▸ **Problem description**
If a line in the data holds the string "SystemTime", list it.

....................

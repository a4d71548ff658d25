#![allow(dead_code)]

use std::fs;
use std::path::{Path, PathBuf};
use std::process::{Command, ExitStatus};
use std::time::{SystemTime, UNIX_EPOCH};

pub struct CmdResult {
    pub status: ExitStatus,
    pub stdout: String,
    pub stderr: String,
    pub log_path: PathBuf,
}

/// Temporary active/offload pair plus an isolated `HOME`.
pub struct Workspace {
    pub tmp: tempfile::TempDir,
    pub active: PathBuf,
    pub offload: PathBuf,
    pub home: PathBuf,
}

impl Workspace {
    pub fn new() -> Self {
        let tmp = tempfile::tempdir().expect("create workspace tempdir");
        let active = tmp.path().join("active");
        let offload = tmp.path().join("offload");
        let home = tmp.path().join("home");
        for dir in [&active, &offload, &home] {
            fs::create_dir_all(dir).expect("create workspace dir");
        }
        Self {
            tmp,
            active,
            offload,
            home,
        }
    }

    pub fn active_str(&self) -> &str {
        self.active.to_str().expect("utf-8 temp path")
    }

    pub fn offload_str(&self) -> &str {
        self.offload.to_str().expect("utf-8 temp path")
    }

    /// Sorted file names directly under `dir`.
    pub fn names(dir: &Path) -> Vec<String> {
        let mut names: Vec<String> = fs::read_dir(dir)
            .expect("read dir")
            .map(|e| e.expect("dir entry").file_name().to_string_lossy().into_owned())
            .collect();
        names.sort();
        names
    }
}

pub fn write_file(path: &Path, bytes: usize) {
    if let Some(parent) = path.parent() {
        fs::create_dir_all(parent).expect("create parent dir");
    }
    fs::write(path, vec![b'x'; bytes]).expect("write fixture file");
}

fn now_millis() -> u128 {
    SystemTime::now()
        .duration_since(UNIX_EPOCH)
        .map_or(0, |d| d.as_millis())
}

fn sanitize(name: &str) -> String {
    name.chars()
        .map(|c| if c.is_ascii_alphanumeric() { c } else { '_' })
        .collect()
}

fn resolve_bin_path() -> PathBuf {
    if let Ok(path) = std::env::var("CARGO_BIN_EXE_mediaqueue") {
        return PathBuf::from(path);
    }

    let exe_name = if cfg!(windows) {
        "mediaqueue.exe"
    } else {
        "mediaqueue"
    };
    let fallback = std::env::current_exe()
        .ok()
        .and_then(|p| p.parent().map(PathBuf::from))
        .and_then(|deps| deps.parent().map(PathBuf::from))
        .map(|debug_dir| debug_dir.join(exe_name));

    match fallback {
        Some(path) if path.exists() => path,
        _ => panic!("unable to resolve mediaqueue binary path for integration test"),
    }
}

pub fn run_cli_case(case_name: &str, home: &Path, args: &[&str]) -> CmdResult {
    run_cli_case_with_env(case_name, home, args, &[])
}

pub fn run_cli_case_with_env(
    case_name: &str,
    home: &Path,
    args: &[&str],
    envs: &[(&str, &str)],
) -> CmdResult {
    let root = std::env::temp_dir().join("mq-test-logs");
    fs::create_dir_all(&root).expect("create temp test log dir");

    let log_path = root.join(format!("{}-{}.log", sanitize(case_name), now_millis()));
    let bin_path = resolve_bin_path();

    let mut command = Command::new(&bin_path);
    command
        .args(args)
        .env("HOME", home)
        .env("MQ_OUTPUT_FORMAT", "human")
        .env("RUST_BACKTRACE", "1");
    for (key, value) in envs {
        command.env(key, value);
    }
    let output = command.output().expect("execute mediaqueue command");

    let stdout = String::from_utf8_lossy(&output.stdout).to_string();
    let stderr = String::from_utf8_lossy(&output.stderr).to_string();

    let mut log_content = String::new();
    log_content.push_str(&format!("case={case_name}\n"));
    log_content.push_str(&format!("bin={}\n", bin_path.display()));
    log_content.push_str(&format!("args={args:?}\n"));
    log_content.push_str(&format!("envs={envs:?}\n"));
    log_content.push_str(&format!("status={}\n", output.status));
    log_content.push_str("----- stdout -----\n");
    log_content.push_str(&stdout);
    log_content.push('\n');
    log_content.push_str("----- stderr -----\n");
    log_content.push_str(&stderr);
    log_content.push('\n');
    fs::write(&log_path, log_content).expect("write test log");

    CmdResult {
        status: output.status,
        stdout,
        stderr,
        log_path,
    }
}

....................

▸ **Solution for this exercise**
use std::time::{SystemTime, UNIX_EPOCH};
    SystemTime::now()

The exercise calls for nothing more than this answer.